Nous anticipons un ajustement progressif entre l’offre et la demande dans un contexte de croissance supérieure au potentiel parmi les grandes économies développées. La forte demande confrontée aux goulets d’étranglement liés à la pandémie a entraîné une hausse des prix. L’inflation devrait rester élevée, au moins durant la période hivernale.

Même si les anticipations d'inflation devraient atteindre un pic en 2022, de nombreuses incertitudes planeront probablement quant à sa trajectoire au premier semestre 2022. Cela risque de mettre à l'épreuve la patience des banques centrales, d’attiser la volatilité sur le marché obligatoire et d’induire des rotations des styles d’investissement en actions. La croissance économique devrait rester solide au cours de l’année à venir en raison des plans budgétaires à l’échelle mondiale.

Quelle allocation d’actifs pour un portefeuille diversifié ? Privilégier les actions au détriment des obligations en 2022, mais la flexibilité est essentielle

Dans ce contexte, le rendement des bons du Trésor américain à 10 ans devrait fluctuer dans une fourchette comprise entre 1,5 % et 2,5 %, justifiant une duration courte. Ce niveau de volatilité devrait se traduire par une alternance entre pentification et aplatissement de la courbe des taux. Cela dépendra des inquiétudes liées à l'inflation et, plus important encore, de la réaction de la Réserve fédérale. Comme nous l'avons mentionné précédemment, l’économie américaine se rapproche du plein emploi, nous pensons que la Fed devrait achever la réduction de ses achats d'actifs d'ici mars 2022 et relever ses taux au cours des mois suivants.

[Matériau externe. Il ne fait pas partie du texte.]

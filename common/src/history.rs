//! Historical series, chart geometry and spreadsheet export.

use std::fmt;
use std::str::FromStr;

use serde::{Deserialize, Serialize};
use serde_json::Value;
use tracing::{debug, warn};

use crate::api::BackendClient;
use crate::error::{Error, Result};
use crate::sensor::{parse_reading, Reading, SensorKind};

/// Aggregation bucket served by `/data/<sensor>/<bucket>`.
#[derive(Debug, Clone, Copy, PartialEq, Eq, Hash, Default, Serialize, Deserialize)]
pub enum TimeRange {
    #[default]
    #[serde(rename = "realtime")]
    Realtime,
    #[serde(rename = "24h")]
    Last24h,
    #[serde(rename = "7d-avg")]
    Avg7d,
    #[serde(rename = "30d-avg")]
    Avg30d,
}

impl TimeRange {
    pub const ALL: [TimeRange; 4] = [
        TimeRange::Realtime,
        TimeRange::Last24h,
        TimeRange::Avg7d,
        TimeRange::Avg30d,
    ];

    pub fn as_str(self) -> &'static str {
        match self {
            TimeRange::Realtime => "realtime",
            TimeRange::Last24h => "24h",
            TimeRange::Avg7d => "7d-avg",
            TimeRange::Avg30d => "30d-avg",
        }
    }

    pub fn label(self) -> &'static str {
        match self {
            TimeRange::Realtime => "Real-time",
            TimeRange::Last24h => "Last 24 hours",
            TimeRange::Avg7d => "7-day average",
            TimeRange::Avg30d => "30-day average",
        }
    }
}

impl fmt::Display for TimeRange {
    fn fmt(&self, f: &mut fmt::Formatter<'_>) -> fmt::Result {
        f.write_str(self.as_str())
    }
}

impl FromStr for TimeRange {
    type Err = Error;

    fn from_str(s: &str) -> Result<Self> {
        Self::ALL
            .into_iter()
            .find(|r| r.as_str() == s)
            .ok_or_else(|| Error::UnknownRange(s.to_string()))
    }
}

/// Decode a series response: a bare array of rows or `{ data: [...] }`.
/// Rows that carry no numeric value are skipped.
pub fn parse_series(v: &Value) -> Vec<Reading> {
    let rows = match v.get("data").unwrap_or(v) {
        Value::Array(rows) => rows,
        _ => return Vec::new(),
    };
    let series: Vec<Reading> = rows.iter().filter_map(parse_reading).collect();
    if series.len() < rows.len() {
        debug!("Skipped {} unreadable series rows", rows.len() - series.len());
    }
    series
}

// ─── Export ──────────────────────────────────────────────────────────────────

/// One output row, shared by every sensor sheet.
#[derive(Debug, Clone, PartialEq, Serialize)]
#[serde(rename_all = "PascalCase")]
pub struct ExportRow {
    pub timestamp: String,
    pub value: f64,
    pub unit: &'static str,
}

pub fn to_rows(kind: SensorKind, series: &[Reading]) -> Vec<ExportRow> {
    series
        .iter()
        .map(|r| ExportRow {
            timestamp: r
                .timestamp
                .map(|t| t.format("%Y-%m-%d %H:%M:%S").to_string())
                .unwrap_or_default(),
            value: r.value,
            unit: kind.unit(),
        })
        .collect()
}

/// Fetch every sensor's series for `range`.
///
/// All-or-nothing: the first failure aborts the export and no partial
/// result is returned.
pub async fn fetch_all(
    client: &BackendClient,
    range: TimeRange,
) -> Result<Vec<(SensorKind, Vec<ExportRow>)>> {
    let mut sheets = Vec::with_capacity(SensorKind::ALL.len());
    for kind in SensorKind::ALL {
        let series = client.series(kind, range).await.map_err(|e| {
            warn!("Export of {kind} ({range}) failed: {e}");
            Error::Export(format!("{kind}: {}", e.user_message()))
        })?;
        sheets.push((kind, to_rows(kind, &series)));
    }
    Ok(sheets)
}

/// Render the sheets as one CSV table (`Sensor,Timestamp,Value,Unit`).
pub fn to_csv(sheets: &[(SensorKind, Vec<ExportRow>)]) -> String {
    let mut out = String::from("Sensor,Timestamp,Value,Unit\n");
    for (kind, rows) in sheets {
        for row in rows {
            out.push_str(&csv_field(kind.name()));
            out.push(',');
            out.push_str(&csv_field(&row.timestamp));
            out.push(',');
            out.push_str(&row.value.to_string());
            out.push(',');
            out.push_str(&csv_field(row.unit));
            out.push('\n');
        }
    }
    out
}

fn csv_field(s: &str) -> String {
    if s.contains([',', '"', '\n', '\r']) {
        format!("\"{}\"", s.replace('"', "\"\""))
    } else {
        s.to_string()
    }
}

/// File name offered for the download, e.g. `water-quality-7d-avg.csv`.
pub fn export_file_name(range: TimeRange) -> String {
    format!("water-quality-{}.csv", range.as_str())
}

// ─── Chart ───────────────────────────────────────────────────────────────────

/// SVG path (`M x,y L x,y …`) for a line chart of `series` in a
/// `width`×`height` box.  The y-axis spans the series' own min/max.
pub fn chart_path(series: &[Reading], width: f64, height: f64) -> String {
    if series.is_empty() {
        return String::new();
    }
    let padding = 5.0;
    let (lo, hi) = series
        .iter()
        .fold((f64::INFINITY, f64::NEG_INFINITY), |(lo, hi), r| {
            (lo.min(r.value), hi.max(r.value))
        });
    let span = if hi - lo > f64::EPSILON { hi - lo } else { 1.0 };
    let step = if series.len() > 1 {
        width / (series.len() - 1) as f64
    } else {
        0.0
    };

    let points: Vec<String> = series
        .iter()
        .enumerate()
        .map(|(i, r)| {
            let x = i as f64 * step;
            let y = height - padding - ((r.value - lo) / span) * (height - padding * 2.0);
            format!("{x:.1},{y:.1}")
        })
        .collect();

    format!("M {}", points.join(" L "))
}

#[cfg(test)]
mod tests {
    use super::*;
    use chrono::{TimeZone, Utc};
    use serde_json::json;

    #[test]
    fn test_range_wire_names() {
        assert_eq!(TimeRange::Avg7d.as_str(), "7d-avg");
        assert_eq!("30d-avg".parse::<TimeRange>().unwrap(), TimeRange::Avg30d);
        assert!("1y".parse::<TimeRange>().is_err());
        assert_eq!(serde_json::to_string(&TimeRange::Last24h).unwrap(), "\"24h\"");
    }

    #[test]
    fn test_parse_series_shapes() {
        let doc = json!({"data": [
            {"timestamp": "2024-05-01T10:00:00Z", "value": 7.1},
            {"time": "2024-05-01 11:00:00", "avg": "7.3"},
            {"timestamp": "2024-05-01T12:00:00Z"}
        ]});
        let s = parse_series(&doc);
        assert_eq!(s.len(), 2);
        assert_eq!(s[1].value, 7.3);
        assert!(parse_series(&json!({"error": "x"})).is_empty());
    }

    #[test]
    fn test_rows_and_csv() {
        let t = Utc.with_ymd_and_hms(2024, 5, 1, 10, 0, 0).unwrap();
        let rows = to_rows(
            SensorKind::Tds,
            &[Reading { value: 310.5, timestamp: Some(t) }, Reading::new(299.0)],
        );
        assert_eq!(rows[0].timestamp, "2024-05-01 10:00:00");
        assert_eq!(rows[0].unit, "ppm");
        assert_eq!(rows[1].timestamp, "");

        let csv = to_csv(&[(SensorKind::Tds, rows)]);
        let lines: Vec<_> = csv.lines().collect();
        assert_eq!(lines[0], "Sensor,Timestamp,Value,Unit");
        assert_eq!(lines[1], "TDS,2024-05-01 10:00:00,310.5,ppm");
        assert_eq!(lines.len(), 3);
    }

    #[test]
    fn test_csv_quoting() {
        assert_eq!(csv_field("a,b"), "\"a,b\"");
        assert_eq!(csv_field("say \"hi\""), "\"say \"\"hi\"\"\"");
        assert_eq!(csv_field("plain"), "plain");
    }

    #[test]
    fn test_export_row_headers() {
        let row = ExportRow { timestamp: "t".into(), value: 1.0, unit: "pH" };
        let json = serde_json::to_value(row).unwrap();
        assert!(json.get("Timestamp").is_some());
        assert!(json.get("Value").is_some());
        assert!(json.get("Unit").is_some());
    }

    #[test]
    fn test_chart_path() {
        assert_eq!(chart_path(&[], 400.0, 150.0), "");
        let s = [Reading::new(1.0), Reading::new(3.0), Reading::new(2.0)];
        let path = chart_path(&s, 400.0, 150.0);
        assert_eq!(path, "M 0.0,145.0 L 200.0,5.0 L 400.0,75.0");
        // A flat series sits on the baseline instead of dividing by zero.
        let flat = chart_path(&[Reading::new(4.0), Reading::new(4.0)], 100.0, 50.0);
        assert_eq!(flat, "M 0.0,45.0 L 100.0,45.0");
    }
}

La transition d'un cycle de hausse des taux de la Fed est une période très délicate. Par conséquent, notre positionnement est neutre sur le crédit, car les spreads sont très resserrés, et prudents en raison d'une possible hausse des rendements à long terme. Toutefois, le crédit européen pourrait bénéficier de la poursuite d’un ton moins dur de la BCE par rapport à ses pairs. Les conditions financières restent relativement accommodantes pour le moment, car les rendements à long terme ne progressent pas de manière significative. Dans ce contexte, nous devrions débuter 2022 en privilégiant les actions. Nous surpondérons légèrement l'Europe et la Chine du point de vue régional et surpondérons les banques et les matières premières du point de vue sectoriel. Nous conservons des expositions structurelles à des domaines d'investissement thématiques tels que la santé, l'action climatique et l'innovation, en particulier les valeurs technologiques. Au cours des prochaines années, la relation entre productivité et salaires sera déterminante. L'impact possible de la pandémie mondiale (attention aux nouveaux variants de la COVID) sur la croissance et l'inflation à moyen terme nécessite une étroite surveillance. Au final, le comportement des rendements réels à long terme sera un facteur clé des valorisations des actions.